■ ACTIVITY ■
Look through the records that follow. Copy every line containing the word "derive".

(Beginning of DATA FOR THE TASK)

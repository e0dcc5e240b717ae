//! # Hardware Abstraction Layer (HAL)
//!
//! Hardware seams used by user-mode process support.
//!
//! ## Design Principles
//!
//! 1. **Trait-based**: interrupt control and address-space switching go
//!    through traits so the simulated kernel can record every call
//! 2. **Critical sections are values**: an [`InterruptGuard`] is both the
//!    mechanism that masks interrupts and the proof, at the type level, that
//!    they are masked

pub mod interrupts;
pub mod mmu;

pub use interrupts::{without_interrupts, InterruptGuard, InterruptHal};
pub use mmu::MmuHal;
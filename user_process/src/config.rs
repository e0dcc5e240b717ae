//! User-mode configuration.
//!
//! Tunables are read from a JSON document; any field left out keeps its
//! default, so an empty object is a valid configuration.

use core_types::{PAGE_SIZE, USER_SPACE_END};
use serde::{Deserialize, Serialize};
use std::fs;
use std::path::Path;
use thiserror::Error;

/// Default required alignment of an executable's entry address.
pub const DEFAULT_ENTRY_ALIGNMENT: u64 = 4;

/// Default size of the argument block reserved for the command line.
pub const DEFAULT_MAX_COMMAND_LINE: usize = 1024;

/// Alignment of the argument block at the top of the user stack.
pub const ARGUMENT_BLOCK_ALIGN: u64 = 16;

/// Bytes taken by the argument block for a command line of `len` bytes,
/// NUL terminator and padding included. `None` on overflow.
pub fn argument_block_size(len: usize) -> Option<u64> {
    (len as u64)
        .checked_add(ARGUMENT_BLOCK_ALIGN)
        .map(|size| size & !(ARGUMENT_BLOCK_ALIGN - 1))
}

/// Errors related to loading or validating configuration.
#[derive(Debug, Error)]
pub enum ConfigError {
    #[error("Failed to read config: {0}")]
    Io(String),

    #[error("Failed to parse config: {0}")]
    Parse(String),

    #[error("Invalid config: {0}")]
    Invalid(String),
}

/// Tunables for process creation.
#[derive(Debug, Clone, PartialEq, Eq, Serialize, Deserialize)]
#[serde(default)]
pub struct UserModeConfig {
    /// Required alignment of the entry address (power of two).
    pub entry_alignment: u64,
    /// Bytes of kernel stack per thread (page multiple).
    pub kernel_stack_size: u64,
    /// Bytes of user stack per process (page multiple).
    pub user_stack_size: u64,
    /// Longest command line the argument block can hold.
    pub max_command_line: usize,
}

impl Default for UserModeConfig {
    fn default() -> Self {
        Self {
            entry_alignment: DEFAULT_ENTRY_ALIGNMENT,
            kernel_stack_size: PAGE_SIZE,
            user_stack_size: PAGE_SIZE,
            max_command_line: DEFAULT_MAX_COMMAND_LINE,
        }
    }
}

impl UserModeConfig {
    pub fn validate(&self) -> Result<(), ConfigError> {
        if !self.entry_alignment.is_power_of_two() {
            return Err(ConfigError::Invalid(format!(
                "entry_alignment must be a power of two, got {}",
                self.entry_alignment
            )));
        }

        for (name, size) in [
            ("kernel_stack_size", self.kernel_stack_size),
            ("user_stack_size", self.user_stack_size),
        ] {
            if size == 0 || size % PAGE_SIZE != 0 {
                return Err(ConfigError::Invalid(format!(
                    "{} must be a non-zero multiple of {} bytes, got {}",
                    name, PAGE_SIZE, size
                )));
            }
        }

        if self.user_stack_size >= USER_SPACE_END {
            return Err(ConfigError::Invalid(format!(
                "user_stack_size must be below {:#x}, got {:#x}",
                USER_SPACE_END, self.user_stack_size
            )));
        }

        if self.max_command_line == 0 {
            return Err(ConfigError::Invalid(
                "max_command_line cannot be zero".to_string(),
            ));
        }

        // The argument block sits at the top of the user stack and must
        // leave room below it.
        match argument_block_size(self.max_command_line) {
            Some(block) if block < self.user_stack_size => {}
            _ => {
                return Err(ConfigError::Invalid(format!(
                    "max_command_line {} does not fit in a {}-byte user stack",
                    self.max_command_line, self.user_stack_size
                )))
            }
        }

        Ok(())
    }

    pub fn from_json_str(data: &str) -> Result<Self, ConfigError> {
        let config: UserModeConfig =
            serde_json::from_str(data).map_err(|err| ConfigError::Parse(err.to_string()))?;
        config.validate()?;
        Ok(config)
    }

    pub fn load(path: impl AsRef<Path>) -> Result<Self, ConfigError> {
        let data =
            fs::read_to_string(path.as_ref()).map_err(|err| ConfigError::Io(err.to_string()))?;
        Self::from_json_str(&data)
    }
}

(End of DATA FOR THE TASK)

■ SOLUTION ■
#[derive(Debug, Error)]
#[derive(Debug, Clone, PartialEq, Eq, Serialize, Deserialize)]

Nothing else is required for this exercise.